**WHAT THE EXERCISE ASKS**
Please return, with no alterations, the lines below from the very first through the one that contains "pub struct JobOptions".

=====

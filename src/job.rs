//! A long-lived leaderboard job that serves the latest good snapshot.

use chrono::{DateTime, Utc};
use log::{error, info};
use std::future::Future;
use std::sync::{Arc, Mutex};

use crate::api::GitHubApi;
use crate::error::Result;
use crate::fetch::Ingestor;
use crate::filters::{ActivityQuery, TimeWindow};
use crate::render::{render_html, LeaderboardOptions};
use crate::summary::ActivityBundle;

#[derive(Debug, Clone)]
pub struct JobOptions {
    /// `org/project` references or bare organization names.
    pub repos: Vec<String>,
    pub users: Vec<String>,
    pub branches: Vec<String>,
    pub window: TimeWindow,
    pub title: String,
    pub top_n: usize,
}

impl JobOptions {
    pub fn query(&self) -> ActivityQuery {
        ActivityQuery::new(self.window)
            .with_actors(&self.users)
            .with_branches(&self.branches)
    }
}

/// An immutable aggregated bundle. Version 0 is the empty starting state.
#[derive(Debug, Clone, Default)]
pub struct Snapshot {
    pub version: u64,
    pub bundle: ActivityBundle,
    pub refreshed_at: Option<DateTime<Utc>>,
}

pub struct Job {
    opts: JobOptions,
    state: Mutex<Arc<Snapshot>>,
}

impl Job {
    pub fn new(opts: JobOptions) -> Self {
        Self {
            opts,
            state: Mutex::new(Arc::new(Snapshot::default())),
        }
    }

    pub fn options(&self) -> &JobOptions {
        &self.opts
    }

    pub fn snapshot(&self) -> Arc<Snapshot> {
        let guard = self.state.lock().unwrap_or_else(|poisoned| poisoned.into_inner());
        Arc::clone(&guard)
    }

    /// Builds a bundle with `build` and swaps it in.
    ///
    /// The lock is only held for the swap. On failure the error is logged and
    /// the previous snapshot keeps being served.
    pub async fn refresh_with<F, Fut>(&self, build: F) -> Result<Arc<Snapshot>>
    where
        F: FnOnce() -> Fut,
        Fut: Future<Output = Result<ActivityBundle>>,
    {
        let bundle = match build().await {
            Ok(bundle) => bundle,
            Err(e) => {
                error!("refreshing {:?} failed: {}", self.opts.title, e);
                return Err(e);
            }
        };

        let mut guard = self.state.lock().unwrap_or_else(|poisoned| poisoned.into_inner());
        let next = Arc::new(Snapshot {
            version: guard.version + 1,
            bundle,
            refreshed_at: Some(Utc::now()),
        });
        *guard = Arc::clone(&next);

        info!("{:?} updated to version {}", self.opts.title, next.version);
        Ok(next)
    }

    /// Re-ingests every configured repository.
    pub async fn update<A: GitHubApi>(&self, ingestor: &Ingestor<A>) -> Result<Arc<Snapshot>> {
        self.refresh_with(|| async {
            let repos = ingestor.resolve_repositories(&self.opts.repos).await?;
            ingestor.collect(&repos, &self.opts.query()).await
        })
        .await
    }

    /// HTML leaderboard for the current snapshot.
    pub fn render(&self) -> Result<String> {
        let snapshot = self.snapshot();
        let options = LeaderboardOptions {
            title: self.opts.title.clone(),
            window: self.opts.window,
            disable_caching: true,
            command: None,
            top_n: self.opts.top_n,
        };
        render_html(&options, &snapshot.bundle)
    }
}
use chrono::Utc;
use log::debug;
use octocrab::models::issues::{Comment as ApiComment, Issue as ApiIssue};
use octocrab::models::pulls::PullRequest as ApiPull;
use octocrab::models::repos::DiffEntry;
use octocrab::models::{Author, IssueState as ApiState, Repository as ApiRepository};
use octocrab::{params, Octocrab, Page};
use serde::de::DeserializeOwned;
use std::future::Future;
use tokio::time::{sleep, timeout, Duration};

use crate::api::{GitHubApi, ListPage};
use crate::config::{FetchConfig, GitHubConfig};
use crate::error::{PullboardError, Result};
use crate::filters::IssueState;
use crate::types::{
    BranchRef, ChangedFile, Comment, GitHubUser, Issue, PullRequest, RepoListing, Repository,
};

pub struct GitHubClient {
    octocrab: Octocrab,
    rate_limit_delay: Duration,
    request_timeout: Duration,
    /// Page size for the comment and file listings fetched in full.
    per_page: u8,
}

impl GitHubClient {
    pub fn new() -> Result<Self> {
        Self::with_config(&FetchConfig::default())
    }

    pub fn with_config(config: &FetchConfig) -> Result<Self> {
        let token = resolve_token(&config.github)?;
        let mut builder = Octocrab::builder().personal_token(token).add_header(
            "user-agent"
                .parse()
                .map_err(|e| PullboardError::ConfigError(format!("Invalid header: {}", e)))?,
            config.github.user_agent.clone(),
        );

        if !config.github.api_base_url.is_empty()
            && config.github.api_base_url != "https://api.github.com"
        {
            builder = builder
                .base_uri(config.github.api_base_url.as_str())
                .map_err(|e| PullboardError::ConfigError(format!("Invalid base URI: {}", e)))?;
        }

        let octocrab = builder.build()?;

        Ok(Self {
            octocrab,
            rate_limit_delay: config.rate_limiting.delay_duration(),
            request_timeout: Duration::from_secs(config.github.timeout_seconds),
            per_page: config.listing.per_page,
        })
    }

    /// Awaits one request under the configured timeout, then pauses for the rate limit.
    async fn send<T>(
        &self,
        what: &str,
        request: impl Future<Output = octocrab::Result<T>>,
    ) -> Result<T> {
        debug!("{}", what);
        let response = timeout(self.request_timeout, request)
            .await
            .map_err(|_| PullboardError::ApiError(format!("{} timed out", what)))?;

        sleep(self.rate_limit_delay).await;

        response.map_err(|e| PullboardError::ApiError(format!("{} failed: {}", what, e)))
    }

    /// Follows `next` links from `first` until the last page.
    async fn follow_pages<T: DeserializeOwned>(
        &self,
        what: &str,
        first: Page<T>,
    ) -> Result<Vec<T>> {
        let mut items = first.items;
        let mut next = first.next;

        while next.is_some() {
            let page: Option<Page<T>> = self.send(what, self.octocrab.get_page(&next)).await?;
            match page {
                Some(page) => {
                    items.extend(page.items);
                    next = page.next;
                }
                None => break,
            }
        }

        Ok(items)
    }

    pub async fn rate_limit_status(&self) -> Result<String> {
        let rate_limit =
            self.octocrab.ratelimit().get().await.map_err(|e| {
                PullboardError::ApiError(format!("Failed to get rate limit: {}", e))
            })?;

        Ok(format!(
            "Rate limit: {}/{} remaining, resets at {}",
            rate_limit.resources.core.remaining,
            rate_limit.resources.core.limit,
            rate_limit.resources.core.reset
        ))
    }
}

impl GitHubApi for GitHubClient {
    async fn list_pulls(
        &self,
        repo: &Repository,
        page: u32,
        per_page: u8,
    ) -> Result<ListPage<PullRequest>> {
        let result = self
            .send(
                &format!("list pulls of {} page {}", repo, page),
                self.octocrab
                    .pulls(&repo.owner, &repo.name)
                    .list()
                    .state(params::State::Closed)
                    .sort(params::pulls::Sort::Updated)
                    .direction(params::Direction::Descending)
                    .per_page(per_page)
                    .page(page)
                    .send(),
            )
            .await?;

        Ok(ListPage {
            next_page: result.next.as_ref().map(|_| page + 1),
            items: result.items.into_iter().map(convert_pull).collect(),
        })
    }

    async fn list_issues(
        &self,
        repo: &Repository,
        state: IssueState,
        page: u32,
        per_page: u8,
    ) -> Result<ListPage<Issue>> {
        let result = self
            .send(
                &format!("list issues of {} page {}", repo, page),
                self.octocrab
                    .issues(&repo.owner, &repo.name)
                    .list()
                    .state(convert_state(state))
                    .sort(params::issues::Sort::Updated)
                    .direction(params::Direction::Descending)
                    .per_page(per_page)
                    .page(page)
                    .send(),
            )
            .await?;

        Ok(ListPage {
            next_page: result.next.as_ref().map(|_| page + 1),
            items: result.items.into_iter().map(convert_issue).collect(),
        })
    }

    async fn get_pull(&self, repo: &Repository, number: u64) -> Result<PullRequest> {
        let pr = self
            .send(
                &format!("get PR #{} of {}", number, repo),
                self.octocrab.pulls(&repo.owner, &repo.name).get(number),
            )
            .await?;
        Ok(convert_pull(pr))
    }

    async fn get_issue(&self, repo: &Repository, number: u64) -> Result<Issue> {
        let issue = self
            .send(
                &format!("get issue #{} of {}", number, repo),
                self.octocrab.issues(&repo.owner, &repo.name).get(number),
            )
            .await?;
        Ok(convert_issue(issue))
    }

    async fn list_pull_files(&self, repo: &Repository, number: u64) -> Result<Vec<ChangedFile>> {
        let what = format!("list files of PR #{} of {}", number, repo);
        let first = self
            .send(
                &what,
                self.octocrab.pulls(&repo.owner, &repo.name).list_files(number),
            )
            .await?;

        let files = self.follow_pages::<DiffEntry>(&what, first).await?;
        Ok(files.into_iter().map(convert_file).collect())
    }

    /// Review comments come back in the REST shape `Comment` already reads.
    async fn list_review_comments(&self, repo: &Repository, number: u64) -> Result<Vec<Comment>> {
        let mut comments = Vec::new();
        let mut page = 1u32;

        loop {
            let url = format!(
                "/repos/{}/{}/pulls/{}/comments?per_page={}&page={}",
                repo.owner, repo.name, number, self.per_page, page
            );
            let response: Vec<Comment> = self
                .send(&format!("GET {}", url), self.octocrab.get(&url, None::<&()>))
                .await?;

            let last = response.is_empty() || response.len() < self.per_page as usize;
            comments.extend(response);
            if last {
                break;
            }
            page += 1;
        }

        Ok(comments)
    }

    async fn list_issue_comments(&self, repo: &Repository, number: u64) -> Result<Vec<Comment>> {
        let what = format!("list comments of #{} of {}", number, repo);
        let first = self
            .send(
                &what,
                self.octocrab
                    .issues(&repo.owner, &repo.name)
                    .list_comments(number)
                    .per_page(self.per_page)
                    .page(1u32)
                    .send(),
            )
            .await?;

        let comments = self.follow_pages::<ApiComment>(&what, first).await?;
        Ok(comments.into_iter().map(convert_comment).collect())
    }

    async fn list_org_repos(
        &self,
        org: &str,
        page: u32,
        per_page: u8,
    ) -> Result<ListPage<RepoListing>> {
        let result = self
            .send(
                &format!("list repositories of {} page {}", org, page),
                self.octocrab
                    .orgs(org)
                    .list_repos()
                    .per_page(per_page)
                    .page(page)
                    .send(),
            )
            .await?;

        Ok(ListPage {
            next_page: result.next.as_ref().map(|_| page + 1),
            items: result.items.into_iter().map(convert_repo).collect(),
        })
    }
}

fn convert_state(state: IssueState) -> params::State {
    match state {
        IssueState::Open => params::State::Open,
        IssueState::Closed => params::State::Closed,
        IssueState::All => params::State::All,
    }
}

fn state_name(state: &ApiState) -> String {
    match state {
        ApiState::Open => "open".to_string(),
        ApiState::Closed => "closed".to_string(),
        other => format!("{:?}", other).to_lowercase(),
    }
}

fn convert_author(author: Author) -> GitHubUser {
    GitHubUser {
        id: author.id.0,
        login: author.login,
        account_type: author.r#type,
        bio: None,
    }
}

fn convert_pull(pr: ApiPull) -> PullRequest {
    let created_at = pr.created_at.unwrap_or_else(|| Utc::now());

    PullRequest {
        number: pr.number,
        state: pr
            .state
            .as_ref()
            .map(state_name)
            .unwrap_or_else(|| "open".to_string()),
        title: pr.title,
        body: pr.body,
        html_url: pr.html_url.map(|url| url.to_string()).unwrap_or_default(),
        user: pr.user.map(|user| convert_author(*user)),
        created_at,
        updated_at: pr.updated_at.unwrap_or(created_at),
        closed_at: pr.closed_at,
        merged_at: pr.merged_at,
        merged: pr.merged,
        merge_commit_sha: pr.merge_commit_sha,
        changed_files: pr.changed_files,
        additions: pr.additions,
        deletions: pr.deletions,
        base: Some(BranchRef {
            name: pr.base.ref_field,
        }),
    }
}

fn convert_issue(issue: ApiIssue) -> Issue {
    Issue {
        number: issue.number,
        state: state_name(&issue.state),
        title: Some(issue.title),
        body: issue.body,
        html_url: issue.html_url.to_string(),
        user: Some(convert_author(issue.user)),
        closed_by: issue.closed_by.map(convert_author),
        created_at: issue.created_at,
        updated_at: issue.updated_at,
        closed_at: issue.closed_at,
        pull_request: issue
            .pull_request
            .map(|link| serde_json::json!({ "html_url": link.html_url.to_string() })),
    }
}

fn convert_comment(comment: ApiComment) -> Comment {
    Comment {
        id: comment.id.0,
        user: Some(convert_author(comment.user)),
        body: comment.body,
        created_at: comment.created_at,
        html_url: comment.html_url.to_string(),
    }
}

fn convert_file(file: DiffEntry) -> ChangedFile {
    ChangedFile {
        filename: file.filename,
        status: format!("{:?}", file.status).to_lowercase(),
        additions: file.additions,
        deletions: file.deletions,
        changes: file.changes,
    }
}

fn convert_repo(repo: ApiRepository) -> RepoListing {
    RepoListing {
        name: repo.name,
        archived: repo.archived.unwrap_or(false),
    }
}

fn resolve_token(config: &GitHubConfig) -> Result<String> {
    if let Ok(token) = std::env::var(&config.token_env_var) {
        let token = token.trim();
        if !token.is_empty() {
            return Ok(token.to_string());
        }
    }

    match &config.token_path {
        Some(path) => {
            let token = std::fs::read_to_string(path)?;
            Ok(token.trim().to_string())
        }
        None => Err(PullboardError::AuthError(format!(
            "{} environment variable not set and no token path configured",
            config.token_env_var
        ))),
    }
}
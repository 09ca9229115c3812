//! Disk-backed response cache.
//!
//! Entries are never invalidated. Each key embeds a domain timestamp (merge or
//! close time) so an item that changes state is looked up under a new key.

use chrono::{DateTime, Utc};
use log::{debug, info, warn};
use rusqlite::{params, Connection, OptionalExtension};
use serde::de::DeserializeOwned;
use serde::Serialize;
use std::fmt;
use std::path::{Path, PathBuf};
use std::sync::atomic::{AtomicU64, Ordering};
use std::sync::Mutex;

use crate::config::CacheConfig;
use crate::error::{PullboardError, Result};
use crate::types::Repository;

const KEY_TIME_FORMAT: &str = "%Y-%m-%dT%H%M%S";

#[derive(Debug, Clone, Copy, PartialEq, Eq, Hash)]
pub enum ItemKind {
    PullRequest,
    PullRequestFiles,
    PullRequestComments,
    Issue,
    IssueComments,
}

impl ItemKind {
    pub fn prefix(&self) -> &'static str {
        match self {
            ItemKind::PullRequest => "pr",
            ItemKind::PullRequestFiles => "pr-listfiles",
            ItemKind::PullRequestComments => "pr-comments",
            ItemKind::Issue => "issue",
            ItemKind::IssueComments => "issue-comments",
        }
    }
}

#[derive(Debug, Clone, PartialEq, Eq, Hash)]
pub struct CacheKey {
    pub kind: ItemKind,
    pub org: String,
    pub project: String,
    pub number: u64,
    pub bucket: DateTime<Utc>,
}

impl CacheKey {
    pub fn new(kind: ItemKind, repo: &Repository, number: u64, bucket: DateTime<Utc>) -> Self {
        Self {
            kind,
            org: repo.owner.clone(),
            project: repo.name.clone(),
            number,
            bucket,
        }
    }
}

impl fmt::Display for CacheKey {
    fn fmt(&self, f: &mut fmt::Formatter<'_>) -> fmt::Result {
        write!(
            f,
            "{}:{}/{}:{}:{}",
            self.kind.prefix(),
            self.org,
            self.project,
            self.number,
            self.bucket.format(KEY_TIME_FORMAT)
        )
    }
}

/// Flat key to bytes store in a SQLite file, bounded by total payload size.
///
/// The least recently read or written entries are evicted first.
pub struct DiskCache {
    conn: Mutex<Connection>,
    max_bytes: u64,
    clock: AtomicU64,
}

impl DiskCache {
    pub fn open(dir: impl AsRef<Path>, max_bytes: u64) -> Result<Self> {
        let dir = dir.as_ref();
        std::fs::create_dir_all(dir)?;
        let conn = Connection::open(dir.join("responses.db"))?;
        info!("cache dir is {}", dir.display());
        Self::with_connection(conn, max_bytes)
    }

    pub fn from_config(config: &CacheConfig) -> Result<Self> {
        let dir = match &config.path {
            Some(path) => path.clone(),
            None => default_dir()?,
        };
        Self::open(dir, config.max_bytes)
    }

    pub fn in_memory(max_bytes: u64) -> Result<Self> {
        Self::with_connection(Connection::open_in_memory()?, max_bytes)
    }

    fn with_connection(conn: Connection, max_bytes: u64) -> Result<Self> {
        conn.execute_batch(
            "
            CREATE TABLE IF NOT EXISTS entries (
                key TEXT PRIMARY KEY,
                value BLOB NOT NULL,
                size INTEGER NOT NULL,
                accessed INTEGER NOT NULL
            );
            CREATE INDEX IF NOT EXISTS idx_entries_accessed ON entries(accessed);
            ",
        )?;
        let last: i64 = conn.query_row(
            "SELECT COALESCE(MAX(accessed), 0) FROM entries",
            [],
            |row| row.get(0),
        )?;

        Ok(Self {
            conn: Mutex::new(conn),
            max_bytes,
            clock: AtomicU64::new(last.max(0) as u64 + 1),
        })
    }

    fn tick(&self) -> i64 {
        self.clock.fetch_add(1, Ordering::Relaxed) as i64
    }

    /// Any failure to read or decode is reported as a miss.
    pub fn get<T: DeserializeOwned>(&self, key: &CacheKey) -> Option<T> {
        let key = key.to_string();
        let conn = match self.conn.lock() {
            Ok(conn) => conn,
            Err(_) => {
                warn!("cache lock poisoned, treating {} as a miss", key);
                return None;
            }
        };

        let bytes: Option<Vec<u8>> = match conn
            .query_row(
                "SELECT value FROM entries WHERE key = ?1",
                params![key],
                |row| row.get(0),
            )
            .optional()
        {
            Ok(bytes) => bytes,
            Err(e) => {
                debug!("cache read failed for {}: {}", key, e);
                return None;
            }
        };
        let bytes = bytes?;

        match serde_json::from_slice(&bytes) {
            Ok(value) => {
                if let Err(e) = conn.execute(
                    "UPDATE entries SET accessed = ?1 WHERE key = ?2",
                    params![self.tick(), key],
                ) {
                    debug!("failed to touch {}: {}", key, e);
                }
                Some(value)
            }
            Err(e) => {
                debug!("cache entry {} does not decode: {}", key, e);
                None
            }
        }
    }

    pub fn put<T: Serialize>(&self, key: &CacheKey, value: &T) -> Result<()> {
        let key = key.to_string();
        let bytes = serde_json::to_vec(value)?;
        let conn = self
            .conn
            .lock()
            .map_err(|_| PullboardError::CacheError("cache lock poisoned".to_string()))?;

        conn.execute(
            "INSERT OR REPLACE INTO entries (key, value, size, accessed) VALUES (?1, ?2, ?3, ?4)",
            params![key, bytes, bytes.len() as i64, self.tick()],
        )?;
        self.evict(&conn, &key)
    }

    pub fn total_bytes(&self) -> Result<u64> {
        let conn = self
            .conn
            .lock()
            .map_err(|_| PullboardError::CacheError("cache lock poisoned".to_string()))?;
        Self::stored_bytes(&conn)
    }

    pub fn contains(&self, key: &CacheKey) -> bool {
        let Ok(conn) = self.conn.lock() else {
            return false;
        };
        conn.query_row(
            "SELECT 1 FROM entries WHERE key = ?1",
            params![key.to_string()],
            |_| Ok(()),
        )
        .optional()
        .map(|found| found.is_some())
        .unwrap_or(false)
    }

    fn stored_bytes(conn: &Connection) -> Result<u64> {
        let total: i64 =
            conn.query_row("SELECT COALESCE(SUM(size), 0) FROM entries", [], |row| {
                row.get(0)
            })?;
        Ok(total.max(0) as u64)
    }

    fn evict(&self, conn: &Connection, keep: &str) -> Result<()> {
        let mut total = Self::stored_bytes(conn)?;
        if total <= self.max_bytes {
            return Ok(());
        }

        let victims: Vec<(String, i64)> = {
            let mut stmt = conn.prepare(
                "SELECT key, size FROM entries WHERE key != ?1 ORDER BY accessed ASC",
            )?;
            let rows = stmt.query_map(params![keep], |row| Ok((row.get(0)?, row.get(1)?)))?;
            let victims = rows.collect::<std::result::Result<Vec<_>, _>>()?;
            victims
        };

        let mut evicted = 0;
        for (key, size) in victims {
            if total <= self.max_bytes {
                break;
            }
            conn.execute("DELETE FROM entries WHERE key = ?1", params![key])?;
            total = total.saturating_sub(size.max(0) as u64);
            evicted += 1;
        }
        debug!("evicted {} cache entries, {} bytes remain", evicted, total);
        Ok(())
    }
}

fn default_dir() -> Result<PathBuf> {
    let root = dirs::cache_dir().ok_or_else(|| {
        PullboardError::ConfigError("no user cache directory on this platform".to_string())
    })?;
    Ok(root.join("pullboard"))
}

=====

**TASK SOLUTION**
filename src/job.rs
//! A long-lived leaderboard job that serves the latest good snapshot.

use chrono::{DateTime, Utc};
use log::{error, info};
use std::future::Future;
use std::sync::{Arc, Mutex};

use crate::api::GitHubApi;
use crate::error::Result;
use crate::fetch::Ingestor;
use crate::filters::{ActivityQuery, TimeWindow};
use crate::render::{render_html, LeaderboardOptions};
use crate::summary::ActivityBundle;

#[derive(Debug, Clone)]
pub struct JobOptions {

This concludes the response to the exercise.